Installations of new wind and solar farms in China are expected to drop 11 per cent in 2017 from a record high this year, according to Bloomberg New Energy Finance. That would be the first decline in the history of the modern renewables business, now a little more than a decade old, for a nation that has provided about a third of the investment for the industry.
After five years of breakneck growth in supply, China’s electricity demand is stagnating along with a pause in the nation’s economic expansion. President Xi Jinping’s government has started recalibrating subsidies for the business, a move that’s likely to hit the industry’s leading manufacturers, Xinjiang Goldwind Science & Technology Co. and Trina Solar Ltd.
“China shapes the whole world market,” Paolo Frankl, head of the International Energy Agency’s renewable energy division, said in an interview.
The move is crucial for renewables because China has been the single largest developer of the technology for eight years. Its demand for panels and turbines has pushed manufacturers to build factories throughout Asia, and the scale of its projects helped bring down the cost of electricity from low-polluting sources everywhere.
While global clean energy capacity is expected to swell 17 per cent in 2017, it’s still the slowest in at least a decade, according to BNEF, a researcher based in London. China’s wind and solar capacity will grow 41.8 gigawatts next year, down from a record 46.9 gigawatts in 2016, BNEF estimates. A gigawatt is about as much as a nuclear reactor produces.
“The insanity in China gave a false sense of security to manufacturers to ramp up new capacity,” said Charles Yonts, an analyst at CLSA Asia-Pacific Markets in Hong Kong. “Now they need to slog it out.”
The slowdown could be shortlived. China has a history of working to prop up its manufacturers, and if makers of turbines and photovoltaic panels stumble, au- thorities may unleash new incentives. China’s plans for investing in clean power suggest installations will rise again by seven per cent in 2018, BNEF estimates.
“In the long run, there is no question where China is headed,” said Jules Kortenhorst, chief executive of Rocky Mountain Institute, an energy consultant based in Boulder, Colo. “China is committed to a low-carbon future.”
Even so, the fall-off expected for next year is notable because the industry has come to rely on China since it started its rapid expansion early in the last decade. Renewables manufacturers and developers are not accustomed to slow growth and are facing tougher times, as highlighted by the bankruptcy of SunEdison Inc. in April.
China’s easing stems from a shift in government green policies. In December, Chinese officials announced they would gradually start curtailing rates paid to wind and solar development starting in the middle of this year. The lower prices for clean electricity reflect declining construction costs and will be cut again in 2018. The move triggered a flurry of building in the first half by companies pushing to break ground before the lower rates kicked in.
“Policy is destiny,” Michael Liebreich, founder of New Energy Finance, said in an interview. “Markets ignite when the policy is alive.”
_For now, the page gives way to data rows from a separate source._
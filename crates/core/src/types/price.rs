//! Type-safe price representation using decimal arithmetic.
//!
//! Prices arrive from the backend as loosely typed JSON (numbers, numeric
//! strings, or nothing at all). [`parse_amount`] accepts the first two,
//! [`coerce_amount`] additionally maps everything else to zero so callers
//! never see a negative or missing unit price.

use std::fmt;
use std::str::FromStr;

use rust_decimal::prelude::{FromPrimitive, ToPrimitive};
use rust_decimal::{Decimal, RoundingStrategy};
use serde::{Deserialize, Serialize};
use serde_json::Value;

/// Errors from parsing price-related values.
#[derive(thiserror::Error, Debug, Clone, PartialEq, Eq)]
pub enum PriceError {
    /// Currency code is not one we can display.
    #[error("unsupported currency code: {0}")]
    UnsupportedCurrency(String),
}

/// A price with currency information.
#[derive(Debug, Clone, Copy, PartialEq, Eq, Serialize, Deserialize)]
pub struct Price {
    /// Amount in the currency's standard unit (e.g., rupees, not paise).
    pub amount: Decimal,
    /// ISO 4217 currency code.
    pub currency_code: CurrencyCode,
}

impl Price {
    /// Create a new price.
    #[must_use]
    pub const fn new(amount: Decimal, currency_code: CurrencyCode) -> Self {
        Self {
            amount,
            currency_code,
        }
    }

    /// Format for display with the currency symbol and two decimal places.
    ///
    /// ```rust
    /// # use halltek_core::{CurrencyCode, Price};
    /// # use rust_decimal::Decimal;
    /// let price = Price::new(Decimal::new(2550, 2), CurrencyCode::INR);
    /// assert_eq!(price.display(), "₹25.50");
    /// ```
    #[must_use]
    pub fn display(&self) -> String {
        let rounded = self
            .amount
            .round_dp_with_strategy(2, RoundingStrategy::MidpointAwayFromZero);
        format!("{}{rounded:.2}", self.currency_code.symbol())
    }
}

impl fmt::Display for Price {
    fn fmt(&self, f: &mut fmt::Formatter<'_>) -> fmt::Result {
        f.write_str(&self.display())
    }
}

/// ISO 4217 currency codes.
#[derive(Debug, Clone, Copy, PartialEq, Eq, Hash, Serialize, Deserialize, Default)]
pub enum CurrencyCode {
    #[default]
    INR,
    USD,
    EUR,
    GBP,
    CAD,
    AUD,
}

impl CurrencyCode {
    /// Display symbol prefixed to formatted amounts.
    #[must_use]
    pub const fn symbol(&self) -> &'static str {
        match self {
            Self::INR => "₹",
            Self::USD | Self::CAD | Self::AUD => "$",
            Self::EUR => "€",
            Self::GBP => "£",
        }
    }

    /// Three-letter ISO code.
    #[must_use]
    pub const fn code(&self) -> &'static str {
        match self {
            Self::INR => "INR",
            Self::USD => "USD",
            Self::EUR => "EUR",
            Self::GBP => "GBP",
            Self::CAD => "CAD",
            Self::AUD => "AUD",
        }
    }
}

impl FromStr for CurrencyCode {
    type Err = PriceError;

    fn from_str(s: &str) -> Result<Self, Self::Err> {
        match s.trim().to_ascii_uppercase().as_str() {
            "INR" => Ok(Self::INR),
            "USD" => Ok(Self::USD),
            "EUR" => Ok(Self::EUR),
            "GBP" => Ok(Self::GBP),
            "CAD" => Ok(Self::CAD),
            "AUD" => Ok(Self::AUD),
            other => Err(PriceError::UnsupportedCurrency(other.to_string())),
        }
    }
}

/// Parse a JSON number or numeric string into a decimal amount.
///
/// Returns `None` for anything else, including non-finite floats.
#[must_use]
pub fn parse_amount(value: &Value) -> Option<Decimal> {
    match value {
        Value::Number(n) => {
            let text = n.to_string();
            Decimal::from_str(&text)
                .or_else(|_| Decimal::from_scientific(&text))
                .ok()
                .or_else(|| n.as_f64().and_then(Decimal::from_f64))
        }
        Value::String(s) => {
            let trimmed = s.trim();
            if trimmed.is_empty() {
                return None;
            }
            Decimal::from_str(trimmed)
                .or_else(|_| Decimal::from_scientific(trimmed))
                .ok()
        }
        _ => None,
    }
}

/// Coerce a loosely typed price into a non-negative amount.
///
/// Missing, invalid, or negative input becomes zero.
#[must_use]
pub fn coerce_amount(value: Option<&Value>) -> Decimal {
    value
        .and_then(parse_amount)
        .map_or(Decimal::ZERO, clamp_non_negative)
}

/// Clamp an amount to zero or above.
#[must_use]
pub fn clamp_non_negative(amount: Decimal) -> Decimal {
    amount.max(Decimal::ZERO)
}

/// Serde adapter storing a decimal amount as a plain JSON number.
///
/// Amounts an `f64` cannot carry exactly are written as numeric strings.
/// Deserialization also accepts numeric strings. Negative amounts are
/// clamped to zero; anything non-numeric is an error.
pub mod amount_as_number {
    use rust_decimal::Decimal;
    use serde::de::Error as _;
    use serde::{Deserialize, Deserializer, Serializer};
    use serde_json::Value;

    use super::{FromStr, ToPrimitive};

    /// Serialize the amount as a JSON number when an `f64` holds it exactly,
    /// otherwise as its decimal string so no digits are lost.
    ///
    /// # Errors
    ///
    /// Returns the serializer's error.
    pub fn serialize<S: Serializer>(amount: &Decimal, serializer: S) -> Result<S::Ok, S::Error> {
        match amount.to_f64() {
            Some(f) if Decimal::from_str(&f.to_string()).is_ok_and(|back| back == *amount) => {
                serializer.serialize_f64(f)
            }
            _ => serializer.serialize_str(&amount.normalize().to_string()),
        }
    }

    /// Deserialize a number or numeric string.
    ///
    /// # Errors
    ///
    /// Returns an error if the value is not numeric.
    pub fn deserialize<'de, D: Deserializer<'de>>(deserializer: D) -> Result<Decimal, D::Error> {
        let value = Value::deserialize(deserializer)?;
        super::parse_amount(&value)
            .map(super::clamp_non_negative)
            .ok_or_else(|| D::Error::custom(format!("expected a numeric price, got {value}")))
    }
}

#[cfg(test)]
#[allow(clippy::unwrap_used)]
mod tests {
    use serde_json::json;

    use super::*;

    #[test]
    fn test_display_pads_two_decimals() {
        let price = Price::new(Decimal::new(10, 0), CurrencyCode::INR);
        assert_eq!(price.display(), "₹10.00");
    }

    #[test]
    fn test_display_rounds_half_up() {
        let price = Price::new(Decimal::new(1005, 3), CurrencyCode::USD);
        assert_eq!(price.display(), "$1.01");
    }

    #[test]
    fn test_currency_from_str() {
        assert_eq!("inr".parse::<CurrencyCode>().unwrap(), CurrencyCode::INR);
        assert_eq!(" GBP ".parse::<CurrencyCode>().unwrap(), CurrencyCode::GBP);
        assert!(matches!(
            "XYZ".parse::<CurrencyCode>(),
            Err(PriceError::UnsupportedCurrency(_))
        ));
    }

    #[test]
    fn test_parse_amount_accepts_numbers_and_strings() {
        assert_eq!(parse_amount(&json!(12)), Some(Decimal::new(12, 0)));
        assert_eq!(parse_amount(&json!(5.5)), Some(Decimal::new(55, 1)));
        assert_eq!(parse_amount(&json!("19.99")), Some(Decimal::new(1999, 2)));
        assert_eq!(parse_amount(&json!("")), None);
        assert_eq!(parse_amount(&json!("abc")), None);
        assert_eq!(parse_amount(&json!(null)), None);
        assert_eq!(parse_amount(&json!(true)), None);
    }

    #[test]
    fn test_coerce_amount_defaults_to_zero() {
        assert_eq!(coerce_amount(None), Decimal::ZERO);
        assert_eq!(coerce_amount(Some(&json!("nope"))), Decimal::ZERO);
        assert_eq!(coerce_amount(Some(&json!(-3))), Decimal::ZERO);
        assert_eq!(coerce_amount(Some(&json!("7.25"))), Decimal::new(725, 2));
    }

    #[test]
    fn test_amount_as_number_serializes_number() {
        #[derive(Serialize, Deserialize)]
        struct Wrapper {
            #[serde(with = "amount_as_number")]
            price: Decimal,
        }

        let json = serde_json::to_string(&Wrapper {
            price: Decimal::new(55, 1),
        })
        .unwrap();
        assert_eq!(json, r#"{"price":5.5}"#);

        let parsed: Wrapper = serde_json::from_str(r#"{"price":"5.50"}"#).unwrap();
        assert_eq!(parsed.price, Decimal::new(55, 1));

        assert!(serde_json::from_str::<Wrapper>(r#"{"price":"free"}"#).is_err());
    }

    #[test]
    fn test_amount_as_number_keeps_every_digit() {
        #[derive(Serialize, Deserialize)]
        struct Wrapper {
            #[serde(with = "amount_as_number")]
            price: Decimal,
        }

        for text in ["12345678901234567.89", "79228162514264337593543950335"] {
            let price = Decimal::from_str(text).unwrap();
            let json = serde_json::to_string(&Wrapper { price }).unwrap();
            assert_eq!(json, format!(r#"{{"price":"{text}"}}"#));
            let parsed: Wrapper = serde_json::from_str(&json).unwrap();
            assert_eq!(parsed.price, price);
        }

        let json = serde_json::to_string(&Wrapper {
            price: Decimal::new(19999, 2),
        })
        .unwrap();
        assert_eq!(json, r#"{"price":199.99}"#);
    }
}
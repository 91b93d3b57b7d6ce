//! Core types for Halltek.
//!
//! This module provides type-safe wrappers for common domain concepts.

pub mod cart;
pub mod id;
pub mod price;
pub mod session;

pub use cart::{CartLineItem, CartTotals};
pub use id::ProductId;
pub use price::{CurrencyCode, Price, PriceError};
pub use session::SessionStatus;
//! Cart line items and derived totals.
//!
//! The serialized shape of [`CartLineItem`] is the durable storage format:
//! an object `{ id, name, price, image, quantity }` with `price` as a plain
//! JSON number and `image` as an empty string when absent.

use rust_decimal::Decimal;
use serde::{Deserialize, Deserializer, Serialize, Serializer};

use crate::types::id::ProductId;
use crate::types::price::amount_as_number;

/// One product in the cart with its quantity.
///
/// `name`, `price`, and `image` are snapshots taken when the product was
/// first added; they are not refreshed if the catalog changes.
#[derive(Debug, Clone, PartialEq, Eq, Serialize, Deserialize)]
pub struct CartLineItem {
    pub id: ProductId,
    pub name: String,
    #[serde(with = "amount_as_number")]
    pub price: Decimal,
    #[serde(
        default,
        serialize_with = "serialize_image",
        deserialize_with = "deserialize_image"
    )]
    pub image: Option<String>,
    /// Always at least 1 while the item is in a cart.
    pub quantity: u32,
}

impl CartLineItem {
    /// Create a line item with quantity 1.
    #[must_use]
    pub fn new(id: ProductId, name: impl Into<String>, price: Decimal, image: Option<String>) -> Self {
        Self {
            id,
            name: name.into(),
            price,
            image,
            quantity: 1,
        }
    }

    /// `price * quantity` for this line, or `None` if it does not fit in a
    /// [`Decimal`].
    #[must_use]
    pub fn line_total(&self) -> Option<Decimal> {
        self.price.checked_mul(Decimal::from(self.quantity))
    }
}

#[allow(clippy::ref_option)]
fn serialize_image<S: Serializer>(image: &Option<String>, serializer: S) -> Result<S::Ok, S::Error> {
    serializer.serialize_str(image.as_deref().unwrap_or_default())
}

fn deserialize_image<'de, D: Deserializer<'de>>(deserializer: D) -> Result<Option<String>, D::Error> {
    let image = Option::<String>::deserialize(deserializer)?;
    Ok(image.filter(|s| !s.is_empty()))
}

/// Aggregates derived from the current cart contents.
#[derive(Debug, Clone, Copy, PartialEq, Eq, Default)]
pub struct CartTotals {
    /// Sum of all quantities.
    pub item_count: u64,
    /// Sum of `price * quantity` over all items.
    pub total: Decimal,
}

impl CartTotals {
    /// Compute totals over a sequence of line items.
    ///
    /// Returns `None` when a line total or the grand total overflows.
    #[must_use]
    pub fn from_items(items: &[CartLineItem]) -> Option<Self> {
        items.iter().try_fold(Self::default(), |acc, item| {
            Some(Self {
                item_count: acc.item_count.checked_add(u64::from(item.quantity))?,
                total: acc.total.checked_add(item.line_total()?)?,
            })
        })
    }
}
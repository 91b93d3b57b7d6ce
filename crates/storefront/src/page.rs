//! Page lifecycle.
//!
//! [`StorefrontPage`] composes the cart panel, the session gate, and the
//! product catalog into the one object a host drives: construct it, call
//! [`load`](StorefrontPage::load), then forward clicks to it.

use tracing::{info, instrument};

use crate::cart::{CartAction, CartPanel, CartStore, CheckoutNotice, PanelState};
use crate::catalog::{Catalog, ProductGridView, ProductSource};
use crate::config::StorefrontConfig;
use crate::error::StorefrontError;
use crate::render::{HtmlRenderer, Renderer};
use crate::session::{NavChrome, Navigation, SessionApi, SessionGate, SessionState};
use crate::storage::KeyValueStore;

/// Snapshot of everything the page shows.
#[derive(Debug, Clone, PartialEq, Eq)]
pub struct PageView {
    /// Cart drawer markup.
    pub cart: String,
    /// Header cart count badge markup.
    pub cart_count: String,
    pub panel: PanelState,
    pub nav: NavChrome,
    /// Login/logout affordance markup.
    pub nav_markup: String,
    /// Product grid markup.
    pub products: String,
}

/// One storefront page.
///
/// The backend client is cloned into the session gate so the session query
/// and the product listing can run concurrently.
#[derive(Debug)]
pub struct StorefrontPage<S, A, R = HtmlRenderer> {
    config: StorefrontConfig,
    api: A,
    panel: CartPanel<S, R>,
    gate: SessionGate<A>,
    catalog: Catalog,
    products_markup: String,
}

impl<S, A> StorefrontPage<S, A, HtmlRenderer>
where
    S: KeyValueStore,
    A: SessionApi + ProductSource + Clone,
{
    /// Build the page with HTML rendering. The saved cart is loaded; the
    /// session is anonymous until [`load`](Self::load) runs.
    pub fn new(config: StorefrontConfig, storage: S, api: A) -> Self {
        Self::with_renderer(config, storage, api, HtmlRenderer)
    }
}

impl<S, A, R> StorefrontPage<S, A, R>
where
    S: KeyValueStore,
    A: SessionApi + ProductSource + Clone,
    R: Renderer,
{
    /// Build the page with a custom renderer.
    pub fn with_renderer(config: StorefrontConfig, storage: S, api: A, renderer: R) -> Self {
        let mut panel = CartPanel::new(
            CartStore::new(storage, config.cart_storage_key.clone()),
            renderer,
            config.currency,
        );
        panel.load();
        let gate = SessionGate::new(api.clone(), config.login_path.clone());

        Self {
            config,
            api,
            panel,
            gate,
            catalog: Catalog::default(),
            products_markup: String::new(),
        }
    }

    /// Query the session and fetch products, then snapshot the page.
    ///
    /// Neither failure blocks the other: a failed session query leaves the
    /// visitor anonymous and a failed listing shows the unavailable notice.
    #[instrument(skip(self))]
    pub async fn load(&mut self) -> PageView {
        let (_, listing) = tokio::join!(self.gate.refresh(), self.api.list_products());

        let grid = match listing {
            Ok(products) => {
                let grid = ProductGridView::build(&products, self.config.currency);
                self.catalog = Catalog::new(products);
                grid
            }
            Err(e) => {
                StorefrontError::from(e).report("Product listing");
                self.catalog = Catalog::default();
                ProductGridView::unavailable()
            }
        };

        self.products_markup = self.panel.renderer().render_products(&grid).unwrap_or_else(|e| {
            StorefrontError::from(e).report("Product grid render");
            String::new()
        });
        info!(
            products = self.catalog.products().len(),
            authenticated = self.gate.is_authenticated(),
            "Page loaded"
        );

        self.view()
    }

    /// Current page snapshot.
    pub fn view(&mut self) -> PageView {
        let nav = self.gate.chrome();
        let nav_markup = self.panel.renderer().render_nav(&nav).unwrap_or_else(|e| {
            StorefrontError::from(e).report("Navigation render");
            String::new()
        });

        PageView {
            cart: self.panel.render().to_string(),
            cart_count: self.panel.render_count(),
            panel: self.panel.state(),
            nav,
            nav_markup,
            products: self.products_markup.clone(),
        }
    }

    /// Click on the rewards link.
    #[must_use]
    pub fn on_rewards_click(&self) -> Navigation {
        self.gate.on_gated_click(&self.config.rewards_path)
    }

    /// Log out, re-query the session, and close the cart drawer.
    pub async fn logout(&mut self) -> &SessionState {
        self.gate.logout().await;
        self.panel.close();
        self.gate.state()
    }

    /// Click on a product card's add button.
    pub fn add_to_cart(&mut self, product_id: &str) -> bool {
        self.panel.add_by_id(&self.catalog, product_id)
    }

    /// Click on a cart row control.
    pub fn dispatch(&mut self, action: &str, index: &str) -> Option<CartAction> {
        self.panel.dispatch(action, index)
    }

    /// Click on the cart icon.
    pub fn toggle_cart(&mut self) -> PanelState {
        self.panel.toggle()
    }

    /// Click on the checkout button.
    #[must_use]
    pub fn checkout(&self) -> CheckoutNotice {
        self.panel.checkout()
    }

    #[must_use]
    pub const fn panel(&self) -> &CartPanel<S, R> {
        &self.panel
    }

    #[must_use]
    pub const fn gate(&self) -> &SessionGate<A> {
        &self.gate
    }

    #[must_use]
    pub const fn catalog(&self) -> &Catalog {
        &self.catalog
    }

    #[must_use]
    pub const fn config(&self) -> &StorefrontConfig {
        &self.config
    }
}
Just how the slump will impact overall company earnings isn’t clear yet. Shares of Goldwind, based in Urumqi, China, are down more than 14 per cent so far this year. Trina shares are down more than five per cent, and earnings estimates suggest the best quarter in the year ahead will produce earnings per share less than half of the best quarters in the past year, data compiled by Bloomberg show.
Based largely in China, the solar manufacturing industry has been opening new factories in Asia and elsewhere, boosting capacity by 18 per cent this year. Now the market is bracing for a glut, pressuring companies to cut prices.
“Everybody sees the slowdown coming,” Xu Ying, chief financial officer at Trina, said in an interview at a conference in Las Vegas earlier this month. “We are very well positioned” with half of the business coming from outside China.
In past years, a handful of markets such as China, Germany, Spain and the U.S. provided the bulk of renewable sales. Now, quicker growth in India, the Middle East and Latin America may minimize the risk the entire industry takes a tumble because of what’s happening in China, said Shayle Kann, senior vice-president at GTM Research in Boston.
“There won’t be a single saviour market as there often has been in the past,” Kann said.
The lull may help China digest a building binge in clean energy. Developers have added more capacity than the grid can absorb. That left some unable to hook generators to the grid and others ordered to let turbines spin idly without a buyer for the power. The government is studying how to cut idle renewables capacity in the next decade, Nur Bekri, head of the National Energy Administration, said in June.
“There has been such breakneck growth that they need time to digest,” said Scott Clausen, a research and policy associate at the American Council On Renewable Energy.
In the long run, there is no question … China is committed to a low-carbon future.